Where Rust for Linux Development Already Runs in Production
The fastest way to understand how serious this shift is: look at where Rust is already doing the work. Not in proof-of-concept demos. In production, at scale, handling workloads that enterprises and consumers depend on every day.
The Linux Kernel Itself
The kernel contains roughly 34 million lines of C and about 25,000 lines of Rust as of April 2025. The Rust footprint is small today, but it is growing fastest in new drivers, which is exactly where memory safety matters most. Android 16 ships a Rust-based memory allocator on the Linux 6.12 kernel, which means millions of phones in your pocket are already running Rust kernel code. Linux maintainer Greg Kroah-Hartman has publicly said that Rust drivers have been measurably safer than their C equivalents.
Ubuntu Replacing Core Utilities
Canonical made a call that would have been unthinkable a few years ago. Ubuntu 25.10 ships Rust-based coreutils as the default, replacing the GNU versions of commands like ls, cp, and mv that have been the foundation of every Linux system for decades. The plan is to carry this into Ubuntu 26.04 LTS if the transition holds. Debian has also made Rust a required dependency in its APT package manager. The most foundational layer of Linux userspace is being rewritten, and Rust is the language doing the rewriting.
Cloud Infrastructure at Planetary Scale
AWS Firecracker is the Virtual Machine Monitor behind AWS Lambda and Fargate. Every Lambda function execution, and there are trillions every month, runs inside a Firecracker microVM. Firecracker is 83,000 lines of Rust. Amazon chose Rust specifically because when you are running arbitrary customer code in shared infrastructure, a memory safety bug in the isolation layer could allow one customer to access another’s data. That risk was unacceptable. Rust made it possible to build a VMM with a small enough attack surface that AWS was willing to bet one of its biggest services on it.
Microsoft uses Rust in Azure and contributes Hyper-V drivers to the Linux kernel.
Meta is rewriting parts of its mobile messaging infrastructure in Rust.
When hyperscalers make language choices, they make them because the math works at their scale. Rust for Linux Development is where that math is landing.
Automotive and Embedded
Volvo’s XC90 and Polestar 3 ship Rust-based software in their vehicle control units. Toyota’s mobility subsidiary joined the Safety-Critical Rust Consortium in 2024. Bosch’s ETAS division announced Rust adoption for future automotive software later that same year. ISO 26262-certified Rust compilers are now available, which means Rust can be used in automotive safety-critical code with full regulatory compliance. Espressif, maker of the ESP32 microcontrollers in countless IoT devices, supports Rust officially, alongside the C++ ecosystem that has dominated embedded systems for decades. ARM upgraded to Platinum membership in the Rust Foundation in September 2025.
Cars, factory equipment, and smart devices increasingly run Rust.

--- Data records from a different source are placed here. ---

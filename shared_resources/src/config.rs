use std::env;
use std::fs;
use std::io;
use std::net::{IpAddr, SocketAddr};
use std::path::{Path, PathBuf};
use std::time::Duration;

const CONFIG_FILE: &str = "config.json";
const FALLBACK_CONFIG_FILE: &str = "_config.json";

#[derive(Debug, thiserror::Error)]
pub enum ConfigError {
    #[error("cannot read {path}: {source}")]
    Io { path: PathBuf, source: io::Error },

    #[error("cannot parse configuration: {0}")]
    Json(#[from] serde_json::Error),

    #[error("invalid configuration: {0}")]
    Invalid(String),
}

#[derive(serde::Serialize, serde::Deserialize, Debug, Clone)]
pub struct ConfigFile {
    pub network: NetworkSection,
    pub building: BuildingSection,
    pub timing: TimingSection,
    #[serde(default)]
    pub logging: LoggingSection,
}

#[derive(serde::Serialize, serde::Deserialize, Debug, Clone)]
pub struct NetworkSection {
    pub host: IpAddr,
    pub scheduler_port: u16,
    pub scheduler_control_port: u16,
    pub floor_port: u16,
}

#[derive(serde::Serialize, serde::Deserialize, Debug, Clone)]
pub struct BuildingSection {
    pub num_floors: u8,
    pub num_elevators: u8,
    pub capacity: usize,
}

/// All values in milliseconds.
#[derive(serde::Serialize, serde::Deserialize, Debug, Clone)]
pub struct TimingSection {
    pub base_move: u64,
    pub incremental_move: u64,
    pub loading: u64,
    pub boarding_per_passenger: u64,
    pub transient_fault: u64,
    pub idle_poll: u64,
}

#[derive(serde::Serialize, serde::Deserialize, Debug, Clone)]
pub struct LoggingSection {
    pub level: String,
}

impl Default for LoggingSection {
    fn default() -> Self {
        LoggingSection {
            level: "info".to_string(),
        }
    }
}

impl ConfigFile {
    pub fn from_json(contents: &str) -> Result<Self, ConfigError> {
        let config: ConfigFile = serde_json::from_str(contents)?;
        config.validate()?;
        Ok(config)
    }

    fn validate(&self) -> Result<(), ConfigError> {
        if self.building.num_floors < 1 {
            return Err(ConfigError::Invalid("num_floors must be at least 1".to_string()));
        }
        if self.building.num_elevators < 1 {
            return Err(ConfigError::Invalid("num_elevators must be at least 1".to_string()));
        }
        if self.building.capacity < 1 {
            return Err(ConfigError::Invalid("capacity must be at least 1".to_string()));
        }
        Ok(())
    }
}

/// Reads `path` if given, otherwise `config.json`, falling back to the
/// shipped `_config.json`.
pub fn read_config_file(path: Option<&Path>) -> Result<ConfigFile, ConfigError> {
    let path = match path {
        Some(path) => path.to_path_buf(),
        None if Path::new(CONFIG_FILE).exists() => PathBuf::from(CONFIG_FILE),
        None => PathBuf::from(FALLBACK_CONFIG_FILE),
    };
    let contents = fs::read_to_string(&path).map_err(|source| ConfigError::Io { path: path.clone(), source })?;
    ConfigFile::from_json(&contents)
}

/// Command line flags shared by every process. Unknown flags and bad values
/// are collected in `ignored` so they can be logged once logging is up.
#[derive(Debug, Clone, Default, PartialEq)]
pub struct Args {
    pub config: Option<PathBuf>,
    pub elevnum: Option<u8>,
    pub scenario: Option<PathBuf>,
    pub display: bool,
    pub ignored: Vec<String>,
}

/// Parses `--flag value` pairs; `--display` takes no value. `args` excludes
/// the program name.
pub fn parse_env_args(args: &[String]) -> Args {
    let mut parsed = Args::default();
    let mut args = args.iter();
    while let Some(flag) = args.next() {
        match flag.as_str() {
            "--display" => parsed.display = true,
            "--config" | "--elevnum" | "--scenario" => {
                let Some(value) = args.next() else {
                    parsed.ignored.push(format!("{} is missing a value, skipping...", flag));
                    continue;
                };
                match flag.as_str() {
                    "--config" => parsed.config = Some(PathBuf::from(value)),
                    "--scenario" => parsed.scenario = Some(PathBuf::from(value)),
                    _ => match value.parse::<u8>() {
                        Ok(num) => parsed.elevnum = Some(num),
                        Err(_) => parsed.ignored.push(format!("elevnum {} is not a number, skipping...", value)),
                    },
                }
            }
            _ => parsed.ignored.push(format!("illegal argument {}, skipping...", flag)),
        }
    }
    parsed
}

fn process_args() -> Args {
    let args: Vec<String> = env::args().skip(1).collect();
    parse_env_args(&args)
}

#[derive(Debug, Clone, PartialEq)]
pub struct NetworkConfig {
    pub host: IpAddr,
    pub scheduler_port: u16,
    pub scheduler_control_port: u16,
    pub floor_port: u16,
}

impl NetworkConfig {
    /// Where floors and cars send their traffic.
    pub fn scheduler_addr(&self) -> SocketAddr {
        SocketAddr::new(self.host, self.scheduler_port)
    }

    pub fn floor_addr(&self) -> SocketAddr {
        SocketAddr::new(self.host, self.floor_port)
    }
}

impl From<&NetworkSection> for NetworkConfig {
    fn from(section: &NetworkSection) -> Self {
        NetworkConfig {
            host: section.host,
            scheduler_port: section.scheduler_port,
            scheduler_control_port: section.scheduler_control_port,
            floor_port: section.floor_port,
        }
    }
}

#[derive(Debug, Clone, Copy, PartialEq)]
pub struct TimingConfig {
    pub base_move: Duration,
    pub incremental_move: Duration,
    pub loading: Duration,
    pub boarding_per_passenger: Duration,
    pub transient_fault: Duration,
    pub idle_poll: Duration,
}

impl From<&TimingSection> for TimingConfig {
    fn from(section: &TimingSection) -> Self {
        TimingConfig {
            base_move: Duration::from_millis(section.base_move),
            incremental_move: Duration::from_millis(section.incremental_move),
            loading: Duration::from_millis(section.loading),
            boarding_per_passenger: Duration::from_millis(section.boarding_per_passenger),
            transient_fault: Duration::from_millis(section.transient_fault),
            idle_poll: Duration::from_millis(section.idle_poll),
        }
    }
}

#[derive(Debug, Clone)]
pub struct SchedulerConfig {
    pub network: NetworkConfig,
    pub num_elevators: u8,
    pub log_level: String,
    pub ignored_args: Vec<String>,
}

impl SchedulerConfig {
    pub fn get() -> Result<Self, ConfigError> {
        let args = process_args();
        let file = read_config_file(args.config.as_deref())?;
        Ok(Self::from_parts(&file, args))
    }

    pub fn from_parts(file: &ConfigFile, args: Args) -> Self {
        SchedulerConfig {
            network: NetworkConfig::from(&file.network),
            num_elevators: file.building.num_elevators,
            log_level: file.logging.level.clone(),
            ignored_args: args.ignored,
        }
    }
}

#[derive(Debug, Clone)]
pub struct ElevatorConfig {
    /// Cars hosted by this process.
    pub elevator_ids: Vec<u8>,
    pub network: NetworkConfig,
    pub num_floors: u8,
    pub capacity: usize,
    pub timing: TimingConfig,
    pub log_level: String,
    pub ignored_args: Vec<String>,
}

impl ElevatorConfig {
    pub fn get() -> Result<Self, ConfigError> {
        let args = process_args();
        let file = read_config_file(args.config.as_deref())?;
        Self::from_parts(&file, args)
    }

    pub fn from_parts(file: &ConfigFile, args: Args) -> Result<Self, ConfigError> {
        let elevator_ids = match args.elevnum {
            Some(id) if id >= file.building.num_elevators => {
                return Err(ConfigError::Invalid(format!(
                    "elevnum {} is out of range, building has {} elevators",
                    id, file.building.num_elevators
                )))
            }
            Some(id) => vec![id],
            None => (0..file.building.num_elevators).collect(),
        };
        Ok(ElevatorConfig {
            elevator_ids,
            network: NetworkConfig::from(&file.network),
            num_floors: file.building.num_floors,
            capacity: file.building.capacity,
            timing: TimingConfig::from(&file.timing),
            log_level: file.logging.level.clone(),
            ignored_args: args.ignored,
        })
    }
}

#[derive(Debug, Clone)]
pub struct FloorConfig {
    pub network: NetworkConfig,
    pub num_floors: u8,
    pub num_elevators: u8,
    pub scenario: Option<PathBuf>,
    pub display: bool,
    pub log_level: String,
    pub ignored_args: Vec<String>,
}

impl FloorConfig {
    pub fn get() -> Result<Self, ConfigError> {
        let args = process_args();
        let file = read_config_file(args.config.as_deref())?;
        Ok(Self::from_parts(&file, args))
    }

    pub fn from_parts(file: &ConfigFile, args: Args) -> Self {
        FloorConfig {
            network: NetworkConfig::from(&file.network),
            num_floors: file.building.num_floors,
            num_elevators: file.building.num_elevators,
            scenario: args.scenario,
            display: args.display,
            log_level: file.logging.level.clone(),
            ignored_args: args.ignored,
        }
    }
}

The embedded world, which was the last stronghold of C-only thinking, has moved. For teams evaluating Rust for Linux Development in embedded contexts, the ecosystem is no longer a question mark.
What Rust Actually Changes for Your Linux Development Work
Before we get to the practical side, it helps to understand what Rust for Linux Development actually delivers, and what it does not.
The reason Rust for Linux Development exists, at its core, is one statistic. About 67% of Linux kernel CVEs between 2020 and 2024 were memory safety bugs. Microsoft has reported roughly the same number across its own security patches, and the pattern holds across C++ codebases in security-critical systems too. Google reports it for Chrome. These are not unusual organizations making unusual mistakes. They are the largest engineering teams on the planet, and they keep shipping memory bugs because C does not prevent them from being written.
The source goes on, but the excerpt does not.